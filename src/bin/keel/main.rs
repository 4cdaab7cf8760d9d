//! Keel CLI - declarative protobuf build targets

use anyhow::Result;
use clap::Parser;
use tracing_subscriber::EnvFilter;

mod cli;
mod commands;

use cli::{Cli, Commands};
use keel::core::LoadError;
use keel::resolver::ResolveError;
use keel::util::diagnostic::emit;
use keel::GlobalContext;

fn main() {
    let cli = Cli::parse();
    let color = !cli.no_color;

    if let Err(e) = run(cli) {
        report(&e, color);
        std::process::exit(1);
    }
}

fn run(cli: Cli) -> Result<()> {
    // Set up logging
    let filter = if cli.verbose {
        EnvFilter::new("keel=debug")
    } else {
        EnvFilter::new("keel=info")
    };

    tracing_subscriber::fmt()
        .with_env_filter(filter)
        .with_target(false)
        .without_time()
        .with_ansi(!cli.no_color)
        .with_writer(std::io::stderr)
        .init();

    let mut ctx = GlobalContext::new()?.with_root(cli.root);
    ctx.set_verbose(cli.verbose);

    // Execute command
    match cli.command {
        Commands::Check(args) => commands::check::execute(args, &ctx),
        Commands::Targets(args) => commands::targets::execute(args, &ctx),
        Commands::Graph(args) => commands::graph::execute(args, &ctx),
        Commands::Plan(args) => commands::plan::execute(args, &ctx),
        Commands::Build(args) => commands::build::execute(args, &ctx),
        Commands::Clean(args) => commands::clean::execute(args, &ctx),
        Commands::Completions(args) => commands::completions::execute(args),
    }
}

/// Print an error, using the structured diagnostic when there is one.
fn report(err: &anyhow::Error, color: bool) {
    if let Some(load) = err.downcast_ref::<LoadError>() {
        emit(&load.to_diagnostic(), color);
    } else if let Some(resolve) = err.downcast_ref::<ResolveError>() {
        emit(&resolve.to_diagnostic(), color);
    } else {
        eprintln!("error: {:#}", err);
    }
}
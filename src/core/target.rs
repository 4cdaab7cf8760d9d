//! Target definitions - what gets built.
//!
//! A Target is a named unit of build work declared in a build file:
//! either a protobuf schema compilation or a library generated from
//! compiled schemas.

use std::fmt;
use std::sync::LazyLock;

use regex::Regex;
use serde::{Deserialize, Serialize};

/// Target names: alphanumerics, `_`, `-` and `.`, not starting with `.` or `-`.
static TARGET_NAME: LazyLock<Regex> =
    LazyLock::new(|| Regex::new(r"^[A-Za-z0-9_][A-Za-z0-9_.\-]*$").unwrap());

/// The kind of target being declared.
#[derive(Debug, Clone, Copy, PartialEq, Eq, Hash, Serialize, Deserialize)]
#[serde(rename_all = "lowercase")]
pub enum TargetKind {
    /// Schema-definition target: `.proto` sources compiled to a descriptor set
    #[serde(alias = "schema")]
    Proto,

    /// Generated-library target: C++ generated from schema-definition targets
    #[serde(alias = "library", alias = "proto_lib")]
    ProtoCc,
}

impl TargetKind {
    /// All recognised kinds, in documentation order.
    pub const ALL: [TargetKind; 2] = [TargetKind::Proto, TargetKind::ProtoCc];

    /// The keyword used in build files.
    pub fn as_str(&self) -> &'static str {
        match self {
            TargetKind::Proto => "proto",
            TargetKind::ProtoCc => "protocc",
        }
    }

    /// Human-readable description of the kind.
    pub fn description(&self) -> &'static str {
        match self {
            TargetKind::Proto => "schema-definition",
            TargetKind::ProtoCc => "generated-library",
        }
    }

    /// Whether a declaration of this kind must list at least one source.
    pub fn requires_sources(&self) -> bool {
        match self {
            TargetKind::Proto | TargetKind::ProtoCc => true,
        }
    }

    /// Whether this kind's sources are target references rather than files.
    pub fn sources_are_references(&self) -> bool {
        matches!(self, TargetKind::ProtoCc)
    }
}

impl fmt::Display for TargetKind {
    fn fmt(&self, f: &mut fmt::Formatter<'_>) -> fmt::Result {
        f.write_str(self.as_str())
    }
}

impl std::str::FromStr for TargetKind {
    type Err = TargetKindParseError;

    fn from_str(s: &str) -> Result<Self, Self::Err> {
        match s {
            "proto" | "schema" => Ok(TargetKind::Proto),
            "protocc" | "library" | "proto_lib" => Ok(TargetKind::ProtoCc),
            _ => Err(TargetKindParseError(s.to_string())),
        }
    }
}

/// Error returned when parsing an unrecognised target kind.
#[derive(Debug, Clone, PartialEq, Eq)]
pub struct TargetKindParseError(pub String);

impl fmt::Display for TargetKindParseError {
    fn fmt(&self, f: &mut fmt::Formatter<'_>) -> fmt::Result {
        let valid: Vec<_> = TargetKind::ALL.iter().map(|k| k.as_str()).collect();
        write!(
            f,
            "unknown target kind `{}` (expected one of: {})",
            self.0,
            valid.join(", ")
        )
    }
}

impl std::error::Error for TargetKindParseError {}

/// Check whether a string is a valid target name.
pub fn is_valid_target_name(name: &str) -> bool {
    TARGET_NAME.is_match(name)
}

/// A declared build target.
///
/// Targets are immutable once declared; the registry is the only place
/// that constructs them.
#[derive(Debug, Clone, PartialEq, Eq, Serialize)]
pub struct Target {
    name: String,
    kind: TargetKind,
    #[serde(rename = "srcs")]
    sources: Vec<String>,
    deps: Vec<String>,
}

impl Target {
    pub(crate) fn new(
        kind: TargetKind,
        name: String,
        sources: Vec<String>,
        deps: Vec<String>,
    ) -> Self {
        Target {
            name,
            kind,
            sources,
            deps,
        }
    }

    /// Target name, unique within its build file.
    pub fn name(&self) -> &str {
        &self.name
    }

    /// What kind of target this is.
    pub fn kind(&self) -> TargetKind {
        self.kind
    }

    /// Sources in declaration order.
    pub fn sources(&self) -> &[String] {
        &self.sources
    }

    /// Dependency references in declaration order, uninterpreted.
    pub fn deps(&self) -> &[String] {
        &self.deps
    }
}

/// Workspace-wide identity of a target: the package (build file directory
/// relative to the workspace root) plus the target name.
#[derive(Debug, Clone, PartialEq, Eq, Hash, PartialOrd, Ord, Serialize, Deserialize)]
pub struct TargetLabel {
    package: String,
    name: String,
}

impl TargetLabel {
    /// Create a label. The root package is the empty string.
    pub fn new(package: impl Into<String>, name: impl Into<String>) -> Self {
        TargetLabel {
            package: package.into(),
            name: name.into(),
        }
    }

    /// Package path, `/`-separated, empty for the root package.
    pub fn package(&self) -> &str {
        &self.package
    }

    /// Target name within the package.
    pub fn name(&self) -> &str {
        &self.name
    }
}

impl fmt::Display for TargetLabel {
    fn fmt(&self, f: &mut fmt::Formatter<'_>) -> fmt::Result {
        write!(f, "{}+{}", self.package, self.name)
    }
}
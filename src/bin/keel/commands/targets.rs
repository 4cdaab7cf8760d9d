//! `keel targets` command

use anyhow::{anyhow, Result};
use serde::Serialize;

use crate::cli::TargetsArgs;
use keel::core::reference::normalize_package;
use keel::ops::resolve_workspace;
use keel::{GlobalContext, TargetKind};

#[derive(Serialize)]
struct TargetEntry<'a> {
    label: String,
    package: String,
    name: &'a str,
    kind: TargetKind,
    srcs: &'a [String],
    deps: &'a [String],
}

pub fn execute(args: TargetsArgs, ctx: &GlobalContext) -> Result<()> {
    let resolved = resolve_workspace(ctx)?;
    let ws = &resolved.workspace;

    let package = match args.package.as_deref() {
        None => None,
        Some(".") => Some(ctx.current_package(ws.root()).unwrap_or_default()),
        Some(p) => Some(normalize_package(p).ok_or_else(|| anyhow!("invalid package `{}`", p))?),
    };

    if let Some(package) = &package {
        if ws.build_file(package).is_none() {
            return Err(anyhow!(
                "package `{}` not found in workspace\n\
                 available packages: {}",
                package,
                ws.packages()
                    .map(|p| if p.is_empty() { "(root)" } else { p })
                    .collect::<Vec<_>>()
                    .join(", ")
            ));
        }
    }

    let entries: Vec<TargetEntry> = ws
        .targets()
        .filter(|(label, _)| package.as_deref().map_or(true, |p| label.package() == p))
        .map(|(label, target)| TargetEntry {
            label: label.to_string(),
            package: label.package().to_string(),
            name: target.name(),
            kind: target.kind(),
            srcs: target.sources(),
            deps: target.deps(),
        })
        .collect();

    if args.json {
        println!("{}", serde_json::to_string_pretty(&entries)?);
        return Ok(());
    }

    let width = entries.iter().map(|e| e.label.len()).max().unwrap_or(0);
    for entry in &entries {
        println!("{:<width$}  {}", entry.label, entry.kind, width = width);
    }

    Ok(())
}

---

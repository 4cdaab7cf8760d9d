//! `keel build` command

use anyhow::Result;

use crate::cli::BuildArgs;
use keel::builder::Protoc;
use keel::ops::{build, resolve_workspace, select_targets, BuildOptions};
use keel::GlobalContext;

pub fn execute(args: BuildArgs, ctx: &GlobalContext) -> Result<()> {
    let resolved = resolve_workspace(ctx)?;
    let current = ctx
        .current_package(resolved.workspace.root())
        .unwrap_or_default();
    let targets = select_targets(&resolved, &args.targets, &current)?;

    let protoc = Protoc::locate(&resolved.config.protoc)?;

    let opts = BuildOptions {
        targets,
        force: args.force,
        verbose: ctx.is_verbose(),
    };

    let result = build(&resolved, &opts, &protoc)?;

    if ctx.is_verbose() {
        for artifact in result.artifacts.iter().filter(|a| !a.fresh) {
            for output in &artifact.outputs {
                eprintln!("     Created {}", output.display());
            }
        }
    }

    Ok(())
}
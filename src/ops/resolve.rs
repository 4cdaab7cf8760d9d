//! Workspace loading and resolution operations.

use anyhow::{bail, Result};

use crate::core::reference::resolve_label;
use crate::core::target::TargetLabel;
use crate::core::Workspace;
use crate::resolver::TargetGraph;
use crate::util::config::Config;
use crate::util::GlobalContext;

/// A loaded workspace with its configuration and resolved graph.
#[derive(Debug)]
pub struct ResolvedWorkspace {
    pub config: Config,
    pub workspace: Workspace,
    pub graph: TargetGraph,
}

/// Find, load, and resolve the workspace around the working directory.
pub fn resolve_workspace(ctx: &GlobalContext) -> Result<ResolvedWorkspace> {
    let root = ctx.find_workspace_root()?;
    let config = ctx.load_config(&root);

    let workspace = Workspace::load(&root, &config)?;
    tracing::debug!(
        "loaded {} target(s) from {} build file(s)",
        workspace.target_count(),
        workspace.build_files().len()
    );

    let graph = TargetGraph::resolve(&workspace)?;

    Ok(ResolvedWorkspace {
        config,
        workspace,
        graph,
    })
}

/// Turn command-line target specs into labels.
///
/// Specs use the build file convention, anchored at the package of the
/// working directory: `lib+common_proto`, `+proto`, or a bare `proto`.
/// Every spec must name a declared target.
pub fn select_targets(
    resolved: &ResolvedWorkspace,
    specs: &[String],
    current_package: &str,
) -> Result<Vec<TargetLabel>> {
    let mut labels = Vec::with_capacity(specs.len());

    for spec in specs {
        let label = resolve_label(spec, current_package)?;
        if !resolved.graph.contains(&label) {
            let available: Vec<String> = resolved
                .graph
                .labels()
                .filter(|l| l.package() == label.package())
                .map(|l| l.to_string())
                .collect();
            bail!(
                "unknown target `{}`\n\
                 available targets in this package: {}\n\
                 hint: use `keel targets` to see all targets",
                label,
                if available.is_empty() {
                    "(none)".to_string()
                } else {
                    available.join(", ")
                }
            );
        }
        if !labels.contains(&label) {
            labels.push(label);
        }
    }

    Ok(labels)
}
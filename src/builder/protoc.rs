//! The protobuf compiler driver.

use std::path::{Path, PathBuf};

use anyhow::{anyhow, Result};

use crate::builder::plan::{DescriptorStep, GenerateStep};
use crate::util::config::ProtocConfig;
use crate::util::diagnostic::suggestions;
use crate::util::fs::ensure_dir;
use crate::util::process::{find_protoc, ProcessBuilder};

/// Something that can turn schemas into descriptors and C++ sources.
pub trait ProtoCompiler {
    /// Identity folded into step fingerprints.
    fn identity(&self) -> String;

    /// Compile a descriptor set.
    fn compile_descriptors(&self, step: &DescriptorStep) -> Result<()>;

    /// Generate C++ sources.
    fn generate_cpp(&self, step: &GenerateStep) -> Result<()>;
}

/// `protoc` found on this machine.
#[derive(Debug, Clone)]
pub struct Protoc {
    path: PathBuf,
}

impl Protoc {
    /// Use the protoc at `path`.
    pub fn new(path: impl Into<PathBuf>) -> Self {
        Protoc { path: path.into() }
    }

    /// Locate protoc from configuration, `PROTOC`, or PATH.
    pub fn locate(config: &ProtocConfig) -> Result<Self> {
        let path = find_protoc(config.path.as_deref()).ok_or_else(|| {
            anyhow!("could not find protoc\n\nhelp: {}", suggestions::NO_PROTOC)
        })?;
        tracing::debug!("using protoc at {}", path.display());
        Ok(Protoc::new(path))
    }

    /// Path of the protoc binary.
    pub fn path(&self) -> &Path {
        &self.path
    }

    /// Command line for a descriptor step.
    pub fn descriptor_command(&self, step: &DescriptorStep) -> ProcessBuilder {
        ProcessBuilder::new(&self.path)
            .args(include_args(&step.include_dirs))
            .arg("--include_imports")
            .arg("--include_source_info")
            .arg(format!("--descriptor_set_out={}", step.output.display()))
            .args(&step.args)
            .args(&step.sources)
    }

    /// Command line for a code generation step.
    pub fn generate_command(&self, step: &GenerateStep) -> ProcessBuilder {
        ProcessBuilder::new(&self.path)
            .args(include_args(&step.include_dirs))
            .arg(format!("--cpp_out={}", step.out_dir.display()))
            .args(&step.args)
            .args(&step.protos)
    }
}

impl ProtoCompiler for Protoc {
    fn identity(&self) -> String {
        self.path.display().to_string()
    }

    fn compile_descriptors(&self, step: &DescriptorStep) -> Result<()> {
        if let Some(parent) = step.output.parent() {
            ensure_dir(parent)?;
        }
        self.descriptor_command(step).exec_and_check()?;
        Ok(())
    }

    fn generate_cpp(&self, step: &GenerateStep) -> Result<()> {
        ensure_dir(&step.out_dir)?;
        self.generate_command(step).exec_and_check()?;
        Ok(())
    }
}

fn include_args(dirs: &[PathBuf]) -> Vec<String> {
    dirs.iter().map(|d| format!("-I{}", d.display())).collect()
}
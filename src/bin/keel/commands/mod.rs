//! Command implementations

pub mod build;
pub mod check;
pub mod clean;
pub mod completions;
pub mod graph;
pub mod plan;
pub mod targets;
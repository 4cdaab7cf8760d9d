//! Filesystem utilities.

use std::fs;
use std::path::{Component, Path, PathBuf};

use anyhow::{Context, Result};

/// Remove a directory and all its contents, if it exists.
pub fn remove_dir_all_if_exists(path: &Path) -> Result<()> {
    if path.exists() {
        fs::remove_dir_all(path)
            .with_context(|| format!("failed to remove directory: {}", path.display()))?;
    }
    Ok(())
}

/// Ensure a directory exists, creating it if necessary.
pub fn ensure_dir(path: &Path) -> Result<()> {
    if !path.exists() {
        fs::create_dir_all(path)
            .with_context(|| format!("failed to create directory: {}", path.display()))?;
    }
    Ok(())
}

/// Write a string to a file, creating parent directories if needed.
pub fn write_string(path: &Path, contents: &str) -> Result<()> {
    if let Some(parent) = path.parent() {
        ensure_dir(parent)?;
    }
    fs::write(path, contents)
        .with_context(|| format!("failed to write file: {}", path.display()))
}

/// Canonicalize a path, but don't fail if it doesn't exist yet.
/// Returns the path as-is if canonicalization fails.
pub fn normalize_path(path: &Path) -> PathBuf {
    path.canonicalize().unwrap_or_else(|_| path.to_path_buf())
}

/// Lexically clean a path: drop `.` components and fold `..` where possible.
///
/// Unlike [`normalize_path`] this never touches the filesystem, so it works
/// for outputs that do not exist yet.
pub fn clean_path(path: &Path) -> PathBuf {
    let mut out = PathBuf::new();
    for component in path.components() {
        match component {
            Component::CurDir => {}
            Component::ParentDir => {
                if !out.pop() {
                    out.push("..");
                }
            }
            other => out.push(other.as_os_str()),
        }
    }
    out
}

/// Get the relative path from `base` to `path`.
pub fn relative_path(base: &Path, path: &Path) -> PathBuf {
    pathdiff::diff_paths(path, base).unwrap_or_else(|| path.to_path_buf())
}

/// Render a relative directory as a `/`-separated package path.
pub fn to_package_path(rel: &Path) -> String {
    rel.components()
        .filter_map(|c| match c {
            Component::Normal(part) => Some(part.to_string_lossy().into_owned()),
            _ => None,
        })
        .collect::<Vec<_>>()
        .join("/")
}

Problem statement: Pull out every line of the records that includes the string "resolver".

Answer to the problem:
use keel::resolver::ResolveError;
use crate::resolver::TargetGraph;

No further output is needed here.